* **What the exercise asks**:
Supply the number of lines in the data below that hold "method", and let that number be the whole answer.

(Stored items)
'''

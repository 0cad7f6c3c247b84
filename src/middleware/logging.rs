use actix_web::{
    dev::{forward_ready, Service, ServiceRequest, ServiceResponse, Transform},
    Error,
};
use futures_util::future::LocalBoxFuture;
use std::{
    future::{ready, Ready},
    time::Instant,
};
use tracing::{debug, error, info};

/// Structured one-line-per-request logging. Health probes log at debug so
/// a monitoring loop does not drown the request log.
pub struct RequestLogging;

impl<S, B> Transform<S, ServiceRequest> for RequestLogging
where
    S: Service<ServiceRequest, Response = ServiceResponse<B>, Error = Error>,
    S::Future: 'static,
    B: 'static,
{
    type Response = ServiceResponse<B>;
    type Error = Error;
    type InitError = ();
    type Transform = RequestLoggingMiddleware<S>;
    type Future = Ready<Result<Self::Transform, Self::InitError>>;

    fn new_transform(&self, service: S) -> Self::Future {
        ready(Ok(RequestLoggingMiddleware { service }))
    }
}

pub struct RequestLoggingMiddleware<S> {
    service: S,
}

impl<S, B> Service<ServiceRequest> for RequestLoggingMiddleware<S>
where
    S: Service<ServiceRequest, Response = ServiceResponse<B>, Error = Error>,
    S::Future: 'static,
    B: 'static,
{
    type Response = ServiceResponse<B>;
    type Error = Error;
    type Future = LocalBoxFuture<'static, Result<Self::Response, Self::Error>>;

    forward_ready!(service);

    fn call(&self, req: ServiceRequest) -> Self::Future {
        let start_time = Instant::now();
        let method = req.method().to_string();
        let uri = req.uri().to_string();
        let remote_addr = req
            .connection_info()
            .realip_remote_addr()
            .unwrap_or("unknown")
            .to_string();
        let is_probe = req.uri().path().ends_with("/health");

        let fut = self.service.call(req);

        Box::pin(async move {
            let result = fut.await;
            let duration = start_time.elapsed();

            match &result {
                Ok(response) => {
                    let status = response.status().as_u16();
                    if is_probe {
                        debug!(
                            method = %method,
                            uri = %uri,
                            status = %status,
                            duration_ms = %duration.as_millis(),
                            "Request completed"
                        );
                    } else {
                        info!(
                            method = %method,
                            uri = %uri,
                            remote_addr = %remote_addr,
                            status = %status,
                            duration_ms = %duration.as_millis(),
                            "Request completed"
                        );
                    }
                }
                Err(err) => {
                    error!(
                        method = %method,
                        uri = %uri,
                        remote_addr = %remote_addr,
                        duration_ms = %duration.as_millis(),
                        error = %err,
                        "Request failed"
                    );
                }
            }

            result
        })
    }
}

'''

* **Output of the exercise**:
4